SQL query analysis and optimization for Postgres

Two branches of SQL optimization

There are two big branches of query optimization:

“Micro” optimization: analysis and improvement of particular queries. Main tools:
- EXPLAIN
- Database Lab that enables using EXPLAIN and DDL (to verify optimization ideas) on full-sized thin database clones.
“Macro” optimization: analysis of whole or large parts of workload, segmentation of it, studying characteristics, going from top to down, to identify and improve the parts that behave the worst. Main tools:
- pg_stat_statements (for short, “pgss”) for macro-analysis of SQL workload using Postgres-level metrics: execution and planning times, frequency, row volume, shared buffer reads and hits, WAL volume generated, and so on. Further here we’ll use “pgss” to refer to pg_stat_statements.
- pg_stat_kcache (“pgsk”) to extend pgss analysis with physical-level metrics: user and system CPU time, context switches, real disk reads, writes, etc.
- wait event analysis (a.k.a. Active Session History, ASH): pg_wait_sampling (“pgws”) and extended Marginalia tooling.

Dashboards

Key dashboards to be used:

Additional dashboards:

Postgres node performance overview (high-level) – this dashboard has many workload-related panels, for a high-level view at the whole workload, without segmentation by queryid
Postgres wait events analysis - this dashboard offers performance analysis centered around wait events, it provides same functionality as RDS Performance Insights.

How to use dashboards

All dashboards mentioned above deal with a single node. Thus, the first step is to make sure that the proper Postgres node is chosen:

choose environment: grpd (default), gstg, or another;
choose type (cluster name) – e.g., patroni is for gprd-main, patroni-ci is for gprd-ci;
for the “Postgres aggregated query performance analysis” dashboard, choose TopN (default is 10) - this will define how many queryid lines will be visualized on panels for each metric;
for the “Postgres single query performance analysis” dashboard, it is mandatory to specify queryid at the right top corner.

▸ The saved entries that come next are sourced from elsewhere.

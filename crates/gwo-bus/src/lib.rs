// SPDX-License-Identifier: MIT OR Apache-2.0
//! gwo-bus
#![deny(unsafe_code)]
#![warn(missing_docs)]
//!
//! Bounded in-memory event bus with two read surfaces over one append
//! stream: `tail(n)` over a fixed-capacity ring buffer, and long-lived
//! broadcast subscriptions that deliver every event appended after the
//! subscription was opened. Producers never block: a full ring drops its
//! oldest event, and a subscriber that falls behind loses its subscription
//! rather than slowing the appender.

use gwo_core::Event;
use std::collections::VecDeque;
use std::sync::atomic::{AtomicU64, Ordering};
use std::sync::{Arc, Mutex};
use tokio::sync::broadcast;

/// Default ring and per-subscriber channel capacity.
const DEFAULT_CAPACITY: usize = 1024;

#[derive(Debug, Default)]
struct StatsInner {
    total_published: AtomicU64,
    ring_dropped: AtomicU64,
    subscriber_lagged: AtomicU64,
}

/// Why a subscription ended.
#[derive(Debug, Clone, Copy, PartialEq, Eq)]
pub enum SubscriptionEnd {
    /// The subscriber's buffer overflowed; it missed this many events and
    /// must reconnect.
    Lagged(u64),
    /// The bus was dropped.
    Closed,
}

/// In-memory event bus.
pub struct EventBus {
    ring: Mutex<Ring>,
    tx: broadcast::Sender<Event>,
    stats: Arc<StatsInner>,
}

struct Ring {
    buf: VecDeque<Event>,
    capacity: usize,
}

impl EventBus {
    /// Create a bus with the default capacity.
    #[must_use]
    pub fn new() -> Self {
        Self::with_capacity(DEFAULT_CAPACITY)
    }

    /// Create a bus whose ring and subscriber channels hold `capacity`
    /// events.
    #[must_use]
    pub fn with_capacity(capacity: usize) -> Self {
        let capacity = capacity.max(1);
        let (tx, _) = broadcast::channel(capacity);
        Self {
            ring: Mutex::new(Ring {
                buf: VecDeque::with_capacity(capacity),
                capacity,
            }),
            tx,
            stats: Arc::new(StatsInner::default()),
        }
    }

    /// Append an event: recorded in the ring and fanned out to every
    /// subscriber. Never blocks.
    pub fn publish(&self, event: Event) {
        self.stats.total_published.fetch_add(1, Ordering::Relaxed);
        if let Ok(mut ring) = self.ring.lock() {
            if ring.buf.len() == ring.capacity {
                ring.buf.pop_front();
                self.stats.ring_dropped.fetch_add(1, Ordering::Relaxed);
            }
            ring.buf.push_back(event.clone());
        }
        // No subscribers is fine; the ring still has the event.
        let _ = self.tx.send(event);
    }

    /// The most recent up-to-`n` events, oldest first.
    #[must_use]
    pub fn tail(&self, n: usize) -> Vec<Event> {
        match self.ring.lock() {
            Ok(ring) => {
                let skip = ring.buf.len().saturating_sub(n);
                ring.buf.iter().skip(skip).cloned().collect()
            }
            Err(_) => Vec::new(),
        }
    }

    /// Open a subscription that receives every event published after this
    /// call.
    #[must_use]
    pub fn subscribe(&self) -> EventSubscription {
        EventSubscription {
            rx: self.tx.subscribe(),
            stats: Arc::clone(&self.stats),
        }
    }

    /// Number of live subscribers.
    #[must_use]
    pub fn subscriber_count(&self) -> usize {
        self.tx.receiver_count()
    }

    /// Snapshot of bus counters.
    #[must_use]
    pub fn stats(&self) -> BusStats {
        BusStats {
            total_published: self.stats.total_published.load(Ordering::Relaxed),
            ring_dropped: self.stats.ring_dropped.load(Ordering::Relaxed),
            subscriber_lagged: self.stats.subscriber_lagged.load(Ordering::Relaxed),
            active_subscribers: self.tx.receiver_count(),
        }
    }
}

impl Default for EventBus {
    fn default() -> Self {
        Self::new()
    }
}

/// A live subscription handle.
pub struct EventSubscription {
    rx: broadcast::Receiver<Event>,
    stats: Arc<StatsInner>,
}

impl EventSubscription {
    /// Receive the next event.
    ///
    /// Delivery is at-most-once and in publish order. A subscriber that
    /// lags past its buffer is disconnected: the missed count is returned
    /// and the subscription must be re-opened.
    ///
    /// # Errors
    ///
    /// [`SubscriptionEnd::Lagged`] when the buffer overflowed,
    /// [`SubscriptionEnd::Closed`] when the bus is gone.
    pub async fn recv(&mut self) -> Result<Event, SubscriptionEnd> {
        match self.rx.recv().await {
            Ok(ev) => Ok(ev),
            Err(broadcast::error::RecvError::Lagged(n)) => {
                self.stats.subscriber_lagged.fetch_add(n, Ordering::Relaxed);
                Err(SubscriptionEnd::Lagged(n))
            }
            Err(broadcast::error::RecvError::Closed) => Err(SubscriptionEnd::Closed),
        }
    }

    /// Try to receive without waiting. `None` when nothing is pending or
    /// the subscription ended.
    pub fn try_recv(&mut self) -> Option<Event> {
        self.rx.try_recv().ok()
    }
}

/// Snapshot of bus statistics.
#[derive(Debug, Clone, PartialEq, Eq)]
pub struct BusStats {
    /// Events published over the bus's lifetime.
    pub total_published: u64,
    /// Events evicted from the ring by overflow.
    pub ring_dropped: u64,
    /// Events missed by lagging subscribers before disconnect.
    pub subscriber_lagged: u64,
    /// Live subscriber count.
    pub active_subscribers: usize,
}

The “Postgres aggregated query performance analysis” dashboard provides “Top-N” charts for various metrics from pgss, pgsk, and pgws, as well as table view with lots. Both forms of information representation have their own pros and cons:

each chart show only one metric, but also provides historical perspective (e.g., we can see if there was a spike and when),
table view delivers consolidated view on aggregated queries (queryids), it has a lot of columns (almost every metric from pgss and pgsk is covered, with derivatives described below); these columns are sortable and provide a comprehensive understanding of the workload for certain period of time, but this data lack historical perspective.

The table view is collapsed by default – click on “pg_stat_statements and pg_stat_kcache views” to expand. Use these tables if you want to understand various characteristics of the workload. Don’t forget that columns are sortable. For example, click on column wal bytes % if you, say, want what queryid contributed to WAL generation the most, and what was the percentage of that contribution.

pg_stat_statements basics

pg_stat_statements tracks all queries, aggregating them to query groups, called “normalized queries”, where parameters are removed.

There are certain important limitations, some of which are worth remembering:

it doesn’t show anything about ongoing queries (can be found in pg_stat_activity);
(a big issue!) it doesn’t track failed queries, which can sometimes lead to wrong conclusions (example: CPU and disk IO load are high, but 99% of our queries fail on statement_timeout, loading our system but not producing any useful results – in this case, pgss is blind);
if there are SQL comments, they are not removed, but only the first comment value is going to be present in the query column for each normalized query.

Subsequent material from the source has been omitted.